→ Stored items
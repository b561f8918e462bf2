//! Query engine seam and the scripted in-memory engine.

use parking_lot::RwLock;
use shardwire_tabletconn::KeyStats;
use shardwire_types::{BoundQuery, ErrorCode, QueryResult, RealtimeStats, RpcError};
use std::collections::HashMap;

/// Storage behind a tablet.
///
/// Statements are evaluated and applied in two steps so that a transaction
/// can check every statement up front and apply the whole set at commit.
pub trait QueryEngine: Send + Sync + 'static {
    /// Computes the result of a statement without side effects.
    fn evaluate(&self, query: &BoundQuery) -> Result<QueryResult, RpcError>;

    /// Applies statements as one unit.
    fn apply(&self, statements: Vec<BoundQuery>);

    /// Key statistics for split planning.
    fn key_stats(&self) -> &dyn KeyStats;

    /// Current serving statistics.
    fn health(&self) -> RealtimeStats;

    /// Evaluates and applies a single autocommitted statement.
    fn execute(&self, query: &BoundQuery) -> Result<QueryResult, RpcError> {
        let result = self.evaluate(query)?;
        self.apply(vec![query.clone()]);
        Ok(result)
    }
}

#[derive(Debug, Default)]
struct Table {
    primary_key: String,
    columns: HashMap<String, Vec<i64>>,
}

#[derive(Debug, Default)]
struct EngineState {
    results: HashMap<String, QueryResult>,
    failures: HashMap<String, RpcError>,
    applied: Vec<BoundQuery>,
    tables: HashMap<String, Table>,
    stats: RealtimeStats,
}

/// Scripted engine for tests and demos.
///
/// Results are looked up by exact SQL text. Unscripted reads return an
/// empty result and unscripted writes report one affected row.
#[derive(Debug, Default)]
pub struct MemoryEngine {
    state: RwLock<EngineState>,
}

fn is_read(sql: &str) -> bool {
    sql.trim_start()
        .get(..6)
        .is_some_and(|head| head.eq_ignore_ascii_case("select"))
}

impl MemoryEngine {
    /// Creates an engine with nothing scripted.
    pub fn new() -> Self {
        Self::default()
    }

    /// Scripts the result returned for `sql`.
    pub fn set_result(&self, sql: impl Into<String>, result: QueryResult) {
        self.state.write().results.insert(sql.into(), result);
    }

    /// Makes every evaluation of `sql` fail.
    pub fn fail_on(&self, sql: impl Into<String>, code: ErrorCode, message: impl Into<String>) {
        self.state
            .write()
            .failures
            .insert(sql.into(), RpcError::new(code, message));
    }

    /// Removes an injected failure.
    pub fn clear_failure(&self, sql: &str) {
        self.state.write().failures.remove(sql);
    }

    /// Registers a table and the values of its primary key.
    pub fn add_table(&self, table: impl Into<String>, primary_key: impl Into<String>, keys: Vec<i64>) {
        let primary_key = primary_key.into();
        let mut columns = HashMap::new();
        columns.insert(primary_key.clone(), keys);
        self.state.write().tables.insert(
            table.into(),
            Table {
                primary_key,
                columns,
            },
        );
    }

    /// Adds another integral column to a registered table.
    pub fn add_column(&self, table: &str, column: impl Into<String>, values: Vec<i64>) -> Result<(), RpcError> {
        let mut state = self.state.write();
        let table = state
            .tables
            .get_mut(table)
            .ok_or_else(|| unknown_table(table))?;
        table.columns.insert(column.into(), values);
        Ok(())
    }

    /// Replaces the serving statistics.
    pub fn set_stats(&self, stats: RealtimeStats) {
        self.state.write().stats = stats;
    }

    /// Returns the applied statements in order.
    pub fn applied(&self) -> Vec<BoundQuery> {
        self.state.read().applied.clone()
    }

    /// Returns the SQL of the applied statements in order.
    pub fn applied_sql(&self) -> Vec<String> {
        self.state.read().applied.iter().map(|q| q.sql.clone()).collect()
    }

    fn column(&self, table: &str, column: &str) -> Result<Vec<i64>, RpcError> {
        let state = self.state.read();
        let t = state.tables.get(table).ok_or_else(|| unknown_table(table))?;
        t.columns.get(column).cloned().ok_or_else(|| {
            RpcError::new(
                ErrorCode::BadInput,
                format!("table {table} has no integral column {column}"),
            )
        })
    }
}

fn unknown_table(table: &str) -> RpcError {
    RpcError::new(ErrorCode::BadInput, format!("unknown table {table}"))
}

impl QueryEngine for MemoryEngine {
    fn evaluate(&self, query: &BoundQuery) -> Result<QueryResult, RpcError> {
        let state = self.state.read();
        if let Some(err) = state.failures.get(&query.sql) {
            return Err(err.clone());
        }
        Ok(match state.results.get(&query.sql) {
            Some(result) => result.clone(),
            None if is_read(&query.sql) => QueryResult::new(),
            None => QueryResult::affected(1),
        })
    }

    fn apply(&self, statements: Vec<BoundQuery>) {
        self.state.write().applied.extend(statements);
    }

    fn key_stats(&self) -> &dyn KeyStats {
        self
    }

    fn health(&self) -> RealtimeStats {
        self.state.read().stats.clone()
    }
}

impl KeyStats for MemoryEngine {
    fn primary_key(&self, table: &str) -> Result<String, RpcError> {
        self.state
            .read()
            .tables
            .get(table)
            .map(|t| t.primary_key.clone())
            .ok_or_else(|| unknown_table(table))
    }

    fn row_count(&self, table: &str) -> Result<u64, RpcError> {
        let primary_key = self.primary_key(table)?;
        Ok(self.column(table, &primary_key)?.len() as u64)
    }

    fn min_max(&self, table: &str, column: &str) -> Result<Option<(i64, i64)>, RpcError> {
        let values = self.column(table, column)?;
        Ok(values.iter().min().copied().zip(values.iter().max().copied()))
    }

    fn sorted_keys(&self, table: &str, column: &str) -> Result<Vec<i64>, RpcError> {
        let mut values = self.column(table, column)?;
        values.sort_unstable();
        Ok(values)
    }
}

→ Work request
From the entries, copy out each line containing the word "KeyStats".

→ Your solution
use shardwire_tabletconn::KeyStats;
    fn key_stats(&self) -> &dyn KeyStats;
    fn key_stats(&self) -> &dyn KeyStats {
impl KeyStats for MemoryEngine {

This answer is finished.